//! Upstream playlist API client
//!
//! Fetches aired plays for a time window, following pagination links, with a
//! single shared rate limiter and exponential backoff per request. Tracks its
//! own health (consecutive failed calls) and request count for the scan queue.

use crate::config::ClientSettings;
use crate::error::UpstreamError;
use async_trait::async_trait;
use chrono::{DateTime, SecondsFormat, Utc};
use doubleplay_common::{PlayEvent, PlayKind};
use governor::{DefaultDirectRateLimiter, Quota, RateLimiter};
use serde::de::DeserializeOwned;
use serde::{Deserialize, Serialize};
use std::collections::{HashMap, HashSet};
use std::num::NonZeroU32;
use std::sync::atomic::{AtomicU32, AtomicU64, Ordering};
use std::time::Duration;
use tokio::sync::Mutex;

/// Consecutive failed calls at which the upstream reports itself unhealthy
pub const UNHEALTHY_AFTER_FAILURES: u32 = 3;

const INITIAL_BACKOFF: Duration = Duration::from_millis(500);
const MAX_BACKOFF: Duration = Duration::from_secs(8);
const REQUEST_TIMEOUT: Duration = Duration::from_secs(30);

/// Upstream health as seen by the scan queue
#[derive(Debug, Clone, Copy, PartialEq, Eq, Serialize)]
pub struct UpstreamHealth {
    pub healthy: bool,
    pub consecutive_failures: u32,
}

impl UpstreamHealth {
    pub fn from_failures(consecutive_failures: u32) -> Self {
        Self {
            healthy: consecutive_failures < UNHEALTHY_AFTER_FAILURES,
            consecutive_failures,
        }
    }
}

/// Source of aired plays
#[async_trait]
pub trait PlaylistSource: Send + Sync {
    /// All plays aired in `[start, end]`, in whatever order the upstream returns them
    async fn fetch_events(
        &self,
        start: DateTime<Utc>,
        end: DateTime<Utc>,
    ) -> Result<Vec<PlayEvent>, UpstreamError>;

    /// Fill in DJ/show names; returns the event unchanged on any failure
    async fn enrich_show_info(&self, event: PlayEvent) -> PlayEvent;

    fn health_status(&self) -> UpstreamHealth;

    /// Total HTTP requests issued so far
    fn request_count(&self) -> u64;
}

/// One page of the plays listing
#[derive(Debug, Deserialize)]
struct PlaysPage {
    #[serde(default)]
    next: Option<String>,
    #[serde(default)]
    results: Vec<serde_json::Value>,
}

/// Play record as the upstream serves it
#[derive(Debug, Deserialize)]
struct UpstreamPlay {
    id: i64,
    airdate: DateTime<Utc>,
    #[serde(default)]
    play_type: String,
    #[serde(default)]
    artist: Option<String>,
    #[serde(default)]
    song: Option<String>,
    #[serde(default)]
    album: Option<String>,
    #[serde(default)]
    show: Option<i64>,
    #[serde(default)]
    host: Option<i64>,
}

impl UpstreamPlay {
    fn into_event(self) -> PlayEvent {
        let kind = match self.play_type.as_str() {
            "trackplay" => PlayKind::Track,
            "airbreak" => PlayKind::NonMusic,
            _ => PlayKind::Other,
        };
        PlayEvent {
            id: self.id,
            airdate: self.airdate,
            kind,
            artist: self.artist.unwrap_or_default(),
            title: self.song.unwrap_or_default(),
            album: self.album.filter(|a| !a.trim().is_empty()),
            show_id: self.show,
            host_id: self.host,
            dj: None,
            show_name: None,
        }
    }
}

/// Show record as the upstream serves it
#[derive(Debug, Clone, Deserialize)]
struct ShowInfo {
    #[serde(default)]
    program_name: Option<String>,
    #[serde(default)]
    host_names: Vec<String>,
}

impl ShowInfo {
    fn apply(&self, mut event: PlayEvent) -> PlayEvent {
        let hosts: Vec<&str> = self
            .host_names
            .iter()
            .map(|h| h.trim())
            .filter(|h| !h.is_empty())
            .collect();
        if !hosts.is_empty() {
            event.dj = Some(hosts.join(", "));
        }
        if let Some(name) = self.program_name.as_ref().filter(|n| !n.trim().is_empty()) {
            event.show_name = Some(name.trim().to_string());
        }
        event
    }
}

/// Convert a raw page entry, skipping records we cannot use
fn parse_play(value: serde_json::Value) -> Option<PlayEvent> {
    match serde_json::from_value::<UpstreamPlay>(value) {
        Ok(play) => Some(play.into_event()),
        Err(e) => {
            tracing::debug!(error = %e, "Skipping malformed play record");
            None
        }
    }
}

fn format_instant(instant: DateTime<Utc>) -> String {
    instant.to_rfc3339_opts(SecondsFormat::Secs, true)
}

/// HTTP implementation of [`PlaylistSource`]
pub struct HttpPlaylistClient {
    http_client: reqwest::Client,
    settings: ClientSettings,
    rate_limiter: DefaultDirectRateLimiter,
    consecutive_failures: AtomicU32,
    requests: AtomicU64,
    /// Show lookups by show id; `None` records a failed lookup
    show_cache: Mutex<HashMap<i64, Option<ShowInfo>>>,
}

impl HttpPlaylistClient {
    pub fn new(settings: ClientSettings) -> Result<Self, UpstreamError> {
        let http_client = reqwest::Client::builder()
            .user_agent(settings.user_agent.clone())
            .timeout(REQUEST_TIMEOUT)
            .connect_timeout(Duration::from_secs(5))
            .build()
            .map_err(|e| UpstreamError::Network(e.to_string()))?;

        let per_second = NonZeroU32::new(settings.requests_per_second).unwrap_or(NonZeroU32::MIN);
        let rate_limiter = RateLimiter::direct(Quota::per_second(per_second));

        Ok(Self {
            http_client,
            settings,
            rate_limiter,
            consecutive_failures: AtomicU32::new(0),
            requests: AtomicU64::new(0),
            show_cache: Mutex::new(HashMap::new()),
        })
    }

    fn record_success(&self) {
        self.consecutive_failures.store(0, Ordering::Relaxed);
    }

    fn record_failure(&self) -> u32 {
        self.consecutive_failures.fetch_add(1, Ordering::Relaxed) + 1
    }

    /// One rate-limited GET, no retries
    async fn get_once<T: DeserializeOwned>(
        &self,
        url: &str,
        query: &[(&str, String)],
    ) -> Result<T, UpstreamError> {
        self.rate_limiter.until_ready().await;
        self.requests.fetch_add(1, Ordering::Relaxed);

        let response = self.http_client.get(url).query(query).send().await?;
        let status = response.status();

        if status.as_u16() == 429 {
            return Err(UpstreamError::RateLimited);
        }
        if !status.is_success() {
            let error_text = response.text().await.unwrap_or_default();
            return Err(UpstreamError::Api(status.as_u16(), error_text));
        }

        response
            .json::<T>()
            .await
            .map_err(|e| UpstreamError::Parse(e.to_string()))
    }

    /// GET with exponential backoff on retriable failures, no health accounting
    async fn get_with_backoff<T: DeserializeOwned>(
        &self,
        url: &str,
        query: &[(&str, String)],
    ) -> Result<T, UpstreamError> {
        let mut attempt = 0;
        let mut backoff = INITIAL_BACKOFF;

        loop {
            attempt += 1;
            match self.get_once(url, query).await {
                Ok(value) => return Ok(value),
                Err(err) if err.is_retriable() && attempt < self.settings.max_fetch_attempts => {
                    tracing::debug!(
                        url = %url,
                        attempt,
                        backoff_ms = backoff.as_millis() as u64,
                        error = %err,
                        "Upstream request failed, backing off"
                    );
                    tokio::time::sleep(backoff).await;
                    backoff = (backoff * 2).min(MAX_BACKOFF);
                }
                Err(err) => return Err(err),
            }
        }
    }

    /// Playlist GET; outcomes feed the consecutive-failure counter
    async fn get_json<T: DeserializeOwned>(
        &self,
        url: &str,
        query: &[(&str, String)],
    ) -> Result<T, UpstreamError> {
        match self.get_with_backoff(url, query).await {
            Ok(value) => {
                self.record_success();
                Ok(value)
            }
            Err(err) => {
                let failures = self.record_failure();
                tracing::debug!(
                    url = %url,
                    consecutive_failures = failures,
                    error = %err,
                    "Upstream request failed"
                );
                Err(err)
            }
        }
    }

    async fn lookup_show(&self, show_id: i64) -> Option<ShowInfo> {
        if let Some(cached) = self.show_cache.lock().await.get(&show_id) {
            return cached.clone();
        }

        let url = format!("{}/shows/{}/", self.settings.base_url, show_id);
        // enrichment failures never touch upstream health
        let info = match self.get_with_backoff::<ShowInfo>(&url, &[]).await {
            Ok(info) => Some(info),
            Err(e) => {
                tracing::debug!(show_id, error = %e, "Show lookup failed");
                None
            }
        };

        self.show_cache.lock().await.insert(show_id, info.clone());
        info
    }
}

#[async_trait]
impl PlaylistSource for HttpPlaylistClient {
    async fn fetch_events(
        &self,
        start: DateTime<Utc>,
        end: DateTime<Utc>,
    ) -> Result<Vec<PlayEvent>, UpstreamError> {
        let mut url = format!("{}/plays/", self.settings.base_url);
        let first_query = vec![
            ("airdate_after", format_instant(start)),
            ("airdate_before", format_instant(end)),
            ("ordering", "airdate".to_string()),
            ("limit", self.settings.page_size.to_string()),
        ];
        let mut query: &[(&str, String)] = &first_query;
        let mut seen_pages = HashSet::new();
        let mut events = Vec::new();

        for _ in 0..self.settings.max_pages {
            let page: PlaysPage = self.get_json(&url, query).await?;
            events.extend(page.results.into_iter().filter_map(parse_play));

            // `next` links carry their own query string
            query = &[];
            match page.next {
                Some(next) if !next.trim().is_empty() => {
                    if !seen_pages.insert(next.clone()) {
                        tracing::warn!(url = %next, "Pagination cycle detected, stopping");
                        return Ok(events);
                    }
                    url = next;
                }
                _ => return Ok(events),
            }
        }

        tracing::warn!(
            max_pages = self.settings.max_pages,
            start = %start,
            end = %end,
            "Page cap reached, returning partial window"
        );
        Ok(events)
    }

    async fn enrich_show_info(&self, event: PlayEvent) -> PlayEvent {
        let Some(show_id) = event.show_id else {
            return event;
        };
        match self.lookup_show(show_id).await {
            Some(info) => info.apply(event),
            None => event,
        }
    }

    fn health_status(&self) -> UpstreamHealth {
        UpstreamHealth::from_failures(self.consecutive_failures.load(Ordering::Relaxed))
    }

    fn request_count(&self) -> u64 {
        self.requests.load(Ordering::Relaxed)
    }
}

#[cfg(test)]
mod tests {
    use super::*;
    use serde_json::json;

    #[test]
    fn test_parse_play_maps_kinds() {
        let track = parse_play(json!({
            "id": 10,
            "airdate": "2024-03-01T12:00:00-08:00",
            "play_type": "trackplay",
            "artist": "Artist",
            "song": "Song",
            "album": "",
            "show": 7
        }))
        .unwrap();
        assert_eq!(track.kind, PlayKind::Track);
        assert_eq!(track.title, "Song");
        assert_eq!(track.album, None);
        assert_eq!(track.show_id, Some(7));
        assert_eq!(track.airdate.to_rfc3339(), "2024-03-01T20:00:00+00:00");

        let airbreak = parse_play(json!({
            "id": 11,
            "airdate": "2024-03-01T20:04:00Z",
            "play_type": "airbreak"
        }))
        .unwrap();
        assert_eq!(airbreak.kind, PlayKind::NonMusic);
        assert!(airbreak.artist.is_empty());

        let other = parse_play(json!({
            "id": 12,
            "airdate": "2024-03-01T20:05:00Z",
            "play_type": "nontrackplay"
        }))
        .unwrap();
        assert_eq!(other.kind, PlayKind::Other);
    }

    #[test]
    fn test_parse_play_skips_records_without_airdate() {
        assert!(parse_play(json!({ "id": 1, "play_type": "trackplay" })).is_none());
    }

    #[test]
    fn test_show_info_apply() {
        let event = parse_play(json!({
            "id": 1,
            "airdate": "2024-03-01T20:00:00Z",
            "play_type": "trackplay",
            "artist": "A",
            "song": "S"
        }))
        .unwrap();
        let info = ShowInfo {
            program_name: Some(" The Morning Show ".to_string()),
            host_names: vec!["Host One".to_string(), " ".to_string(), "Host Two".to_string()],
        };
        let enriched = info.apply(event);
        assert_eq!(enriched.dj.as_deref(), Some("Host One, Host Two"));
        assert_eq!(enriched.show_name.as_deref(), Some("The Morning Show"));
    }

    #[test]
    fn test_health_threshold() {
        assert!(UpstreamHealth::from_failures(0).healthy);
        assert!(UpstreamHealth::from_failures(UNHEALTHY_AFTER_FAILURES - 1).healthy);
        assert!(!UpstreamHealth::from_failures(UNHEALTHY_AFTER_FAILURES).healthy);
    }

    #[test]
    fn test_client_starts_healthy() {
        let client = HttpPlaylistClient::new(ClientSettings::default()).unwrap();
        assert_eq!(client.health_status(), UpstreamHealth::from_failures(0));
        assert_eq!(client.request_count(), 0);
    }

    #[test]
    fn test_failure_counter_resets_on_success() {
        let client = HttpPlaylistClient::new(ClientSettings::default()).unwrap();
        client.record_failure();
        client.record_failure();
        assert_eq!(client.health_status().consecutive_failures, 2);
        client.record_success();
        assert_eq!(client.health_status().consecutive_failures, 0);
    }
}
•••••
_What you are asked to do_: As the answer, set down only the lines from the data above between the one holding "if let Some(cached)" and the one holding "touch upstream health", inclusive, exactly as they read.

_Your response_:
        if let Some(cached) = self.show_cache.lock().await.get(&show_id) {
            return cached.clone();
        }

        let url = format!("{}/shows/{}/", self.settings.base_url, show_id);
        // enrichment failures never touch upstream health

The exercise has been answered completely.